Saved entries
################

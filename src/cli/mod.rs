//! Command-line interface for autopilot.
//!
//! Provides commands for creating projects, attaching specs, running
//! generation and optimization, and inspecting status, logs and generated
//! artifacts.

use std::path::PathBuf;

use anyhow::{Context, Result};
use clap::{Parser, Subcommand};
use uuid::Uuid;

use crate::core::{GenerationService, TreeNode};
use crate::domain::{LogEntry, LogStep, Project, ProjectStatus, SpecSource};

/// autopilot - Spec-driven project generation engine
#[derive(Parser, Debug)]
#[command(name = "autopilot")]
#[command(author, version, about, long_about = None)]
pub struct Cli {
    #[command(subcommand)]
    pub command: Commands,
}

#[derive(Subcommand, Debug)]
pub enum Commands {
    /// Create a new project
    New {
        /// Project name
        name: String,

        /// Tech stack label (e.g. "React + FastAPI")
        #[arg(short, long)]
        stack: String,
    },

    /// Attach a spec document (JSON or YAML) to a project
    Spec {
        /// Project ID (UUID)
        project_id: String,

        /// Spec file; `.yaml`/`.yml` is read as YAML, anything else as JSON
        file: PathBuf,
    },

    /// Generate a project from its spec
    Generate {
        /// Project ID (UUID)
        project_id: String,

        /// Return as soon as the run is accepted
        #[arg(long)]
        detach: bool,
    },

    /// Show the status of a project
    Status {
        /// Project ID (UUID)
        project_id: String,
    },

    /// List projects
    Projects {
        /// Maximum number of projects to show
        #[arg(short, long, default_value = "20")]
        limit: usize,
    },

    /// Show a project's audit log
    Logs {
        /// Project ID (UUID)
        project_id: String,
    },

    /// Show the generated file tree
    Tree {
        /// Project ID (UUID)
        project_id: String,
    },

    /// Print a generated file
    Cat {
        /// Project ID (UUID)
        project_id: String,

        /// Path relative to the project's output directory
        path: String,
    },

    /// Rewrite generated files through the code optimizer
    Optimize {
        /// Project ID (UUID)
        project_id: String,

        /// Paths relative to the project's output directory
        #[arg(required = true)]
        paths: Vec<String>,
    },

    /// Mark a run interrupted by a crash as failed
    Abandon {
        /// Project ID (UUID)
        project_id: String,
    },

    /// Show resolved configuration (debug)
    Config,
}

impl Cli {
    /// Execute the CLI command
    pub async fn execute(self) -> Result<()> {
        if let Commands::Config = self.command {
            return show_config();
        }

        let service = GenerationService::from_config()?;

        match self.command {
            Commands::New { name, stack } => create_project(&service, &name, &stack).await,
            Commands::Spec { project_id, file } => {
                attach_spec(&service, &project_id, file).await
            }
            Commands::Generate { project_id, detach } => {
                generate(&service, &project_id, detach).await
            }
            Commands::Status { project_id } => show_status(&service, &project_id).await,
            Commands::Projects { limit } => list_projects(&service, limit).await,
            Commands::Logs { project_id } => show_logs(&service, &project_id).await,
            Commands::Tree { project_id } => show_tree(&service, &project_id).await,
            Commands::Cat { project_id, path } => cat_file(&service, &project_id, &path).await,
            Commands::Optimize { project_id, paths } => {
                optimize(&service, &project_id, &paths).await
            }
            Commands::Abandon { project_id } => abandon(&service, &project_id).await,
            Commands::Config => show_config(),
        }
    }
}

fn parse_project_id(value: &str) -> Result<Uuid> {
    Uuid::parse_str(value).with_context(|| format!("Invalid project ID: {}", value))
}

async fn create_project(service: &GenerationService, name: &str, stack: &str) -> Result<()> {
    let project = service.create_project(name, stack).await?;

    println!("{}", project.id);
    eprintln!("Created project '{}' ({})", project.name, project.tech_stack);
    Ok(())
}

async fn attach_spec(service: &GenerationService, project_id: &str, file: PathBuf) -> Result<()> {
    let project_id = parse_project_id(project_id)?;
    let content = std::fs::read_to_string(&file)
        .with_context(|| format!("Failed to read spec file: {}", file.display()))?;

    let project = service
        .attach_spec(project_id, SpecSource::from_path_content(&file, content))
        .await?;

    eprintln!("Spec attached; project is {}", project.status);
    Ok(())
}

async fn generate(service: &GenerationService, project_id: &str, detach: bool) -> Result<()> {
    let project_id = parse_project_id(project_id)?;

    if let Ok(cfg) = crate::config::config() {
        if !cfg.provider.has_api_key() {
            tracing::warn!("GROQ_API_KEY is not set; provider calls will fail");
        }
    }

    let handle = service.start_generation(project_id).await?;

    if detach {
        eprintln!("Generation started for {}", project_id);
        return Ok(());
    }

    handle.await.context("Generation task panicked")?;

    let project = service.get_project(project_id).await?;
    let entries = service.logs(project_id).await?;
    let generated = entries.iter().filter(|e| e.step != LogStep::Optimization);
    let succeeded = generated.clone().filter(|e| e.is_file_success()).count();
    let failed = generated.filter(|e| e.is_file_failure()).count();

    print_project(&project);
    println!("Files: {} generated, {} failed", succeeded, failed);

    if project.status == ProjectStatus::Failed {
        std::process::exit(1);
    }
    Ok(())
}

async fn show_status(service: &GenerationService, project_id: &str) -> Result<()> {
    let project = service.get_project(parse_project_id(project_id)?).await?;
    print_project(&project);
    Ok(())
}

fn print_project(project: &Project) {
    println!("Project ID: {}", project.id);
    println!("Name: {}", project.name);
    println!("Tech stack: {}", project.tech_stack);
    println!("Status: {}", project.status);
    if let Some(ref step) = project.current_step {
        println!("Current step: {}", step);
    }
    if let Some(code) = project.error_code {
        println!("Error code: {}", code);
    }
    println!("Created: {}", project.created_at);
    println!("Updated: {}", project.updated_at);
    if project.status.is_terminal() {
        println!("(attach a new spec to generate again)");
    }
}

async fn list_projects(service: &GenerationService, limit: usize) -> Result<()> {
    let projects = service.list_projects().await?;

    if projects.is_empty() {
        println!("No projects found");
        return Ok(());
    }

    println!("{:<38} {:<24} {:<12}", "PROJECT ID", "NAME", "STATUS");
    println!("{}", "-".repeat(76));

    for project in projects.into_iter().take(limit) {
        let name: String = project.name.chars().take(23).collect();
        println!("{:<38} {:<24} {:<12}", project.id, name, project.status.as_str());
    }

    Ok(())
}

async fn show_logs(service: &GenerationService, project_id: &str) -> Result<()> {
    let entries = service.logs(parse_project_id(project_id)?).await?;

    if entries.is_empty() {
        println!("No log entries");
        return Ok(());
    }

    for entry in &entries {
        print_entry(entry);
    }
    Ok(())
}

fn print_entry(entry: &LogEntry) {
    let code = entry
        .code
        .map(|c| format!(" [{}]", c))
        .unwrap_or_default();
    println!(
        "{} {:<14} {}{}",
        entry.timestamp.format("%Y-%m-%d %H:%M:%S%.3f"),
        entry.step.as_str(),
        entry.message,
        code
    );
}

async fn show_tree(service: &GenerationService, project_id: &str) -> Result<()> {
    let tree = service.artifact_tree(parse_project_id(project_id)?).await?;

    if tree.is_empty() {
        println!("(no generated files)");
        return Ok(());
    }

    print_tree(&tree, 0);
    Ok(())
}

fn print_tree(nodes: &[TreeNode], depth: usize) {
    for node in nodes {
        let suffix = if node.is_folder() { "/" } else { "" };
        println!("{}{}{}", "  ".repeat(depth), node.name, suffix);
        if let Some(ref children) = node.children {
            print_tree(children, depth + 1);
        }
    }
}

async fn cat_file(service: &GenerationService, project_id: &str, path: &str) -> Result<()> {
    let content = service
        .read_artifact(parse_project_id(project_id)?, path)
        .await?;
    print!("{}", content);
    Ok(())
}

async fn optimize(service: &GenerationService, project_id: &str, paths: &[String]) -> Result<()> {
    let report = service
        .optimize_artifacts(parse_project_id(project_id)?, paths)
        .await?;

    for file in &report.optimized {
        println!("✓ {} ({} bytes, {})", file.path, file.size_bytes, file.content_hash);
    }
    for (path, err) in &report.failed {
        println!("✗ {}: {}", path, err);
    }
    println!(
        "Optimized {} of {} files",
        report.optimized.len(),
        report.optimized.len() + report.failed.len()
    );

    if report.optimized.is_empty() {
        std::process::exit(1);
    }
    Ok(())
}

async fn abandon(service: &GenerationService, project_id: &str) -> Result<()> {
    let project = service.abandon(parse_project_id(project_id)?).await?;
    print_project(&project);
    Ok(())
}

fn show_config() -> Result<()> {
    let cfg = crate::config::config()?;

    println!("Config file: {}", cfg.config_file.as_ref().map(|p| p.display().to_string()).unwrap_or_else(|| "(none - using defaults)".to_string()));
    println!();
    println!("Paths:");
    println!("  Home (engine state): {}", cfg.home.display());
    println!("  Projects:            {}", cfg.projects_dir().display());
    println!("  Output:              {}", cfg.output.display());
    println!();
    println!("Provider:");
    println!("  API URL:  {}", cfg.provider.api_url);
    println!("  Model:    {}", cfg.provider.model);
    println!("  API key:  {}", cfg.provider.redacted_key());
    println!("  Max tokens: {}", cfg.provider.max_tokens);
    println!(
        "  Blueprint: timeout {}s, temperature {}",
        cfg.provider.blueprint_timeout_seconds, cfg.provider.blueprint_temperature
    );
    println!(
        "  Content:   timeout {}s, temperature {}",
        cfg.provider.content_timeout_seconds, cfg.provider.content_temperature
    );

    Ok(())
}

################

In the records above, find each line holding "directory" and copy it.

        /// Path relative to the project's output directory
        /// Paths relative to the project's output directory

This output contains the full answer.